# ACTIVITY:
Whenever a line in the data below includes the string "title", copy it out.

# SOURCE INFORMATION:

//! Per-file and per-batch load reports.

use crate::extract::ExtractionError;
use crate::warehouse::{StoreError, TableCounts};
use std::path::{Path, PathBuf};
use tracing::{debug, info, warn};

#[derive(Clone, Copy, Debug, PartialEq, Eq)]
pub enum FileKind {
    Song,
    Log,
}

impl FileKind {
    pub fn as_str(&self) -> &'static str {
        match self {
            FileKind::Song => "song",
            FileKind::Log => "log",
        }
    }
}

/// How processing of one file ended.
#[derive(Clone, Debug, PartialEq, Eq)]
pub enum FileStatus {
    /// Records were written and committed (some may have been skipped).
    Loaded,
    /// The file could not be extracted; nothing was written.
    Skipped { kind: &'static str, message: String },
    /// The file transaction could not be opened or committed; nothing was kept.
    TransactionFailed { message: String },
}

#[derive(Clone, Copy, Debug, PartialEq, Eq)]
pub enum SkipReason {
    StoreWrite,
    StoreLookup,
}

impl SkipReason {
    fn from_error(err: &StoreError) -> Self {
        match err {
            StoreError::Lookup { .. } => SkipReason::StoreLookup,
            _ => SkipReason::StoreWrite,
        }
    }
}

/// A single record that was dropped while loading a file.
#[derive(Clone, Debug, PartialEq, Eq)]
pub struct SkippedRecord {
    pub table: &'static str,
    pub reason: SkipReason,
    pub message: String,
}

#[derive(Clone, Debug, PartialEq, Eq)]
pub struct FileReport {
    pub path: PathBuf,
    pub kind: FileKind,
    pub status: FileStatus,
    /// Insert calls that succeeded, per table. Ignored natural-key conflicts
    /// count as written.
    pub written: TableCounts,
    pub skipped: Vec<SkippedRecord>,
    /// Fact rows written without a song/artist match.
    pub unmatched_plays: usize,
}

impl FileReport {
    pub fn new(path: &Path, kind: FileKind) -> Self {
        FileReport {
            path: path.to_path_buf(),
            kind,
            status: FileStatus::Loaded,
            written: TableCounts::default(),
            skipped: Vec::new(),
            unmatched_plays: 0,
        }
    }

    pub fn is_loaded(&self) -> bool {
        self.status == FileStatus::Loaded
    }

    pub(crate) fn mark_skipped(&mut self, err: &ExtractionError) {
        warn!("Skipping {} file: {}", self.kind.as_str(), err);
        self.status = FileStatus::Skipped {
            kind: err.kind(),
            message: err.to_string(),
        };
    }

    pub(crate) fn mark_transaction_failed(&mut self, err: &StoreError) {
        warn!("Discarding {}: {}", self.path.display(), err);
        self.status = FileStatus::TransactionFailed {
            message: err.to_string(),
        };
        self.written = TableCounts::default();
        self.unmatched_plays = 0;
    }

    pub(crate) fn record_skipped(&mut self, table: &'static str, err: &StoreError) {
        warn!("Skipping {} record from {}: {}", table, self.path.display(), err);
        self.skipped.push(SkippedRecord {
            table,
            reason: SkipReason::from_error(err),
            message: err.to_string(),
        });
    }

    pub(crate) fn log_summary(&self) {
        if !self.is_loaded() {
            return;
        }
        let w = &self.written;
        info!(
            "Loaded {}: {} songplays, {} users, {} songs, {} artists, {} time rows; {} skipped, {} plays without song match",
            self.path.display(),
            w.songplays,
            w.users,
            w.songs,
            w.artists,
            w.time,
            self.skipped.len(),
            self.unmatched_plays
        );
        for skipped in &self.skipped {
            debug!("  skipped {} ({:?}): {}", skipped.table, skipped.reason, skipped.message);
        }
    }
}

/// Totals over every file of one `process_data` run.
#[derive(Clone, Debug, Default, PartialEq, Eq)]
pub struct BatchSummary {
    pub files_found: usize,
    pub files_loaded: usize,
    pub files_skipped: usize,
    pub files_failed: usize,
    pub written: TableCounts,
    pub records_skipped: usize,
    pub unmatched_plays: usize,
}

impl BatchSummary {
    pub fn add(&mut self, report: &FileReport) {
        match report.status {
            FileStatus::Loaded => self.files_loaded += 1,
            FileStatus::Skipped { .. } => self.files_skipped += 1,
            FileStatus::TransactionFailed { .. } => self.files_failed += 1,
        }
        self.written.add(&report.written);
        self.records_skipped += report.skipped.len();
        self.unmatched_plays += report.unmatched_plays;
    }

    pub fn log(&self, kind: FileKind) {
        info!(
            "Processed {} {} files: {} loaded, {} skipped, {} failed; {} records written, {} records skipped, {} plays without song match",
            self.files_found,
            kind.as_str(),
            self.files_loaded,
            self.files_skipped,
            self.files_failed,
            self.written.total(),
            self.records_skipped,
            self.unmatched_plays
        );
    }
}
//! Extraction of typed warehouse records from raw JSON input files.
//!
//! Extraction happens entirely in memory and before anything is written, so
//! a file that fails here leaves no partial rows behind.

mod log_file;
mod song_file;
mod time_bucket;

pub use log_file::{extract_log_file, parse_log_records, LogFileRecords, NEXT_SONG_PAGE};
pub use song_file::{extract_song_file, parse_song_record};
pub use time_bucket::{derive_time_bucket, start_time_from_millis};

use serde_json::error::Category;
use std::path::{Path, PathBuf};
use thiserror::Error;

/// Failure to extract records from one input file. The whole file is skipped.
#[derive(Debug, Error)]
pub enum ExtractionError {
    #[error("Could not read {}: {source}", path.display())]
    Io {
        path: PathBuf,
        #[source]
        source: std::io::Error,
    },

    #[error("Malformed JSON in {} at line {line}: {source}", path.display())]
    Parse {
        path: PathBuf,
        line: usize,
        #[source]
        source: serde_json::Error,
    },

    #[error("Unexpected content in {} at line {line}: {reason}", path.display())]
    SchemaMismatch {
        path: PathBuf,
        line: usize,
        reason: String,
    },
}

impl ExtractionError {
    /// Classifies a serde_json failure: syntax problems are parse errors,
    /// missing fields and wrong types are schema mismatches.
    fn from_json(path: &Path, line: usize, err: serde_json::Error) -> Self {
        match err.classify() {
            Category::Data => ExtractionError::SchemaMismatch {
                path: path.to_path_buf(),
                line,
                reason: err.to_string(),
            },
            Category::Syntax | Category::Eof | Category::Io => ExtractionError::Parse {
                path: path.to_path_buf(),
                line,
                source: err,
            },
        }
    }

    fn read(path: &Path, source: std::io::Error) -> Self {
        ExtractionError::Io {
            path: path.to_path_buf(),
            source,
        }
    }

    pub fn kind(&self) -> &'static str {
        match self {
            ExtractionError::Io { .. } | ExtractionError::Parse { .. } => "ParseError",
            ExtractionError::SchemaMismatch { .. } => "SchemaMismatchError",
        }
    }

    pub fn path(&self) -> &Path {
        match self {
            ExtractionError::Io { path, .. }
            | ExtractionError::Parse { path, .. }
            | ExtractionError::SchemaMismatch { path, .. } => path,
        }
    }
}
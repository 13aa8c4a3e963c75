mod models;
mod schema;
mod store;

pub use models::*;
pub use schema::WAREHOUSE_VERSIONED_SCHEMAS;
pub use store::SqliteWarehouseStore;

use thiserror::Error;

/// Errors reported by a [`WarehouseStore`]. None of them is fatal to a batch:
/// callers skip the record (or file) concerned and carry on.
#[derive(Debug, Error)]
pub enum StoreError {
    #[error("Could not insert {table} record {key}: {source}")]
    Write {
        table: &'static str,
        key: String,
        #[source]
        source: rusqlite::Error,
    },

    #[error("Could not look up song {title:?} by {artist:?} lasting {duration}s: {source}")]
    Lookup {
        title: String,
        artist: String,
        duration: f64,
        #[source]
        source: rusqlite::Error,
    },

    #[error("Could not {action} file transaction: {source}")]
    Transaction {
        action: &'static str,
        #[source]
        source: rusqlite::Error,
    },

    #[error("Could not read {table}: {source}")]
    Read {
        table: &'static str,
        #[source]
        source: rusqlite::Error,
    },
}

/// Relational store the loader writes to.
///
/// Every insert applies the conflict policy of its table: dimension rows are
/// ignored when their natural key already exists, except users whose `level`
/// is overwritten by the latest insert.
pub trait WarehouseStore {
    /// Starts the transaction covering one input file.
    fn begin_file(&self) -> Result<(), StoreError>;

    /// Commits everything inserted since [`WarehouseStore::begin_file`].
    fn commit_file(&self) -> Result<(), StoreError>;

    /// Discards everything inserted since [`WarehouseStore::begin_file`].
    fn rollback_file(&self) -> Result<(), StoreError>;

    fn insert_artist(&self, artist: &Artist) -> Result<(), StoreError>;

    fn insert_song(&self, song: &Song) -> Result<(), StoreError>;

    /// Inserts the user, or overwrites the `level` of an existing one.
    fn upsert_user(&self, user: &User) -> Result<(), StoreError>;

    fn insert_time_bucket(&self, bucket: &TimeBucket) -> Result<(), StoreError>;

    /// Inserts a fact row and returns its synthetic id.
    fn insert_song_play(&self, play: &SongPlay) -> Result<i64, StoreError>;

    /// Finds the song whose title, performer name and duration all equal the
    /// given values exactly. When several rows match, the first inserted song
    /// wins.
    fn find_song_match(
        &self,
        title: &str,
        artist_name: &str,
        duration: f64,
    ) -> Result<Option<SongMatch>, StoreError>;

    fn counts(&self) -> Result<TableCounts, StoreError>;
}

* * *

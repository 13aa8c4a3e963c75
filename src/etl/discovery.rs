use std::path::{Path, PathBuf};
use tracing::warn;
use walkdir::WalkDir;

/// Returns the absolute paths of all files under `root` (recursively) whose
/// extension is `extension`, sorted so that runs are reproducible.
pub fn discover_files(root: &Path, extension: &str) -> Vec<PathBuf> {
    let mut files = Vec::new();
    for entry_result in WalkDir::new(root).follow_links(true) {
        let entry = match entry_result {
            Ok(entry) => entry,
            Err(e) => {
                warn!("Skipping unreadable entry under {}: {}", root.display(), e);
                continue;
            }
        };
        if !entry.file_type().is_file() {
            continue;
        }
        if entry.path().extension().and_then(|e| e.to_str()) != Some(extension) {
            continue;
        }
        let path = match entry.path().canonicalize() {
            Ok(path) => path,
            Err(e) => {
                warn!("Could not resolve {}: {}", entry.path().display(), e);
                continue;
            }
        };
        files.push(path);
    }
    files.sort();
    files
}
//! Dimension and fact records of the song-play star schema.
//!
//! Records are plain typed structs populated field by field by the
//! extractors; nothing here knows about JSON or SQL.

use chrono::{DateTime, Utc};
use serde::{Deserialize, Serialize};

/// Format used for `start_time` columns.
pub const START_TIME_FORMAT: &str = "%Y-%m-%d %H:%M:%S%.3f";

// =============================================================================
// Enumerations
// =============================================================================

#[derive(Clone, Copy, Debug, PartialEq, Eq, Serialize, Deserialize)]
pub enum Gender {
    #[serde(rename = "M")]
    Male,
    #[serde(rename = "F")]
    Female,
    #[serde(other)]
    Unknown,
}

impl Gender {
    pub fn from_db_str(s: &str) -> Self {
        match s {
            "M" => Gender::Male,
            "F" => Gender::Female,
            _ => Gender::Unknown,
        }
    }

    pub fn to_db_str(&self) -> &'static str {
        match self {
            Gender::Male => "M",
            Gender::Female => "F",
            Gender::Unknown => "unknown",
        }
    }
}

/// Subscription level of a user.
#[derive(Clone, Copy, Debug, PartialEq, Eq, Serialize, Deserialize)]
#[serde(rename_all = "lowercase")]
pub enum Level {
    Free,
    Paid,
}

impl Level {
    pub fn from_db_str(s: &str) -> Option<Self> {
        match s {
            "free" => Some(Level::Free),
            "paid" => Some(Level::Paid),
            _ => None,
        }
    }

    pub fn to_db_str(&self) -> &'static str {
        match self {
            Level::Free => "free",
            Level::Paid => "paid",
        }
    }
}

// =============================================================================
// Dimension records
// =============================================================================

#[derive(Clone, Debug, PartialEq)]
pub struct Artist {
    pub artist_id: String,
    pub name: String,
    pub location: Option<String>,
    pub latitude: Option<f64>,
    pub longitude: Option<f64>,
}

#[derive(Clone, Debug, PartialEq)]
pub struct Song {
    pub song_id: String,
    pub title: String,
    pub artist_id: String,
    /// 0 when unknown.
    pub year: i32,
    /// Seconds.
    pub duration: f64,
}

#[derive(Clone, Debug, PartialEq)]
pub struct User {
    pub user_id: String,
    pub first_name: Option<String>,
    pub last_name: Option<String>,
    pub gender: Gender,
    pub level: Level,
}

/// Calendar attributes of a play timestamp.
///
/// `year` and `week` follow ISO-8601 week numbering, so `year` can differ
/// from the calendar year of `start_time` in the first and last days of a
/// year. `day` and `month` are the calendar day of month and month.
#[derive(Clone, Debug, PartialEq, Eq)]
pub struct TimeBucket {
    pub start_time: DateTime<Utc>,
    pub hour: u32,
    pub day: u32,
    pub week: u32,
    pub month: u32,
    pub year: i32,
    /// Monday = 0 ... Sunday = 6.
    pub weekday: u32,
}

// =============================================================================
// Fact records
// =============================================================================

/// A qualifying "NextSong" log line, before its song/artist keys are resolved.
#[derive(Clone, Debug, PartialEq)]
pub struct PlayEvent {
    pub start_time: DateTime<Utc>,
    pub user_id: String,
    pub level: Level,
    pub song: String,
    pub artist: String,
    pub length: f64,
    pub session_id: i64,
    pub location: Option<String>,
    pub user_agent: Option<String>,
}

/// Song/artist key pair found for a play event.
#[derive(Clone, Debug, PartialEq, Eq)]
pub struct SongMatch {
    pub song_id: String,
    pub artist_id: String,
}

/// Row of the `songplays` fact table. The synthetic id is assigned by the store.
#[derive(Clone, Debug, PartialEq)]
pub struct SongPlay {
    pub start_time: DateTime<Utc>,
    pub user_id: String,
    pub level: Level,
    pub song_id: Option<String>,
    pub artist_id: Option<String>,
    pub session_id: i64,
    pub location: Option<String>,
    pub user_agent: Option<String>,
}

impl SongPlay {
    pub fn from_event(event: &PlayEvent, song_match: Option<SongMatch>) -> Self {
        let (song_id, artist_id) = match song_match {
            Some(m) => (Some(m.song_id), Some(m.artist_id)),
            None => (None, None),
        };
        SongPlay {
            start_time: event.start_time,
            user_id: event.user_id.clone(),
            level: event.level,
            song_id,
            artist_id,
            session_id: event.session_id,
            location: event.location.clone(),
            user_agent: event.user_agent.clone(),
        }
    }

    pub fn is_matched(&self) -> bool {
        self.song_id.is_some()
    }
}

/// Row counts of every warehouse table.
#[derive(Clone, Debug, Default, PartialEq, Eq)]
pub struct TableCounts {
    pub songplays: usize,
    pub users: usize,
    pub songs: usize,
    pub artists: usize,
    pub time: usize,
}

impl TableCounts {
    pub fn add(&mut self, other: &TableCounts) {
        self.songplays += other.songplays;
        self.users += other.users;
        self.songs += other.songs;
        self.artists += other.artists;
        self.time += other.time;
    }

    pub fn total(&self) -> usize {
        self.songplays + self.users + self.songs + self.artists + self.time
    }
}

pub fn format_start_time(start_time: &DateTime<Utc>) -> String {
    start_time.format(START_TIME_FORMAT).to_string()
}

--

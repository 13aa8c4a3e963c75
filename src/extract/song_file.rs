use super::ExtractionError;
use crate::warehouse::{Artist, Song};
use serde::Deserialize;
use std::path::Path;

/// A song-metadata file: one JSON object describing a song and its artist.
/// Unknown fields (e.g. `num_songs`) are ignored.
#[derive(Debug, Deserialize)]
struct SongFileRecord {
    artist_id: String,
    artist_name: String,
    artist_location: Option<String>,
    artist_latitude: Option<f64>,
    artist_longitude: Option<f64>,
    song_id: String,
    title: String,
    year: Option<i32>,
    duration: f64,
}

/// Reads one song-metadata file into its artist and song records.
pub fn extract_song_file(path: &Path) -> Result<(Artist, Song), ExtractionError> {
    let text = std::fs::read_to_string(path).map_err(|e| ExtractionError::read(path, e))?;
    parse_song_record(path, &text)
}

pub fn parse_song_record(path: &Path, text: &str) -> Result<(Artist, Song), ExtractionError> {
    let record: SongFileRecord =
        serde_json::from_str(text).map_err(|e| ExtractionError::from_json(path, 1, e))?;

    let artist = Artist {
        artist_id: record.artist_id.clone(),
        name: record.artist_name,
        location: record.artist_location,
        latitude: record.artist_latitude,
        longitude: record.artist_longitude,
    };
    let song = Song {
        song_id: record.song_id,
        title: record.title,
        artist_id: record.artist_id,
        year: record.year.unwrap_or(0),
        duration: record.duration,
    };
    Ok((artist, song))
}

# WORKED SOLUTION:
    #[error("Could not look up song {title:?} by {artist:?} lasting {duration}s: {source}")]
        title: String,
    /// Finds the song whose title, performer name and duration all equal the
        title: &str,
    pub title: String,
    title: String,
        title: record.title,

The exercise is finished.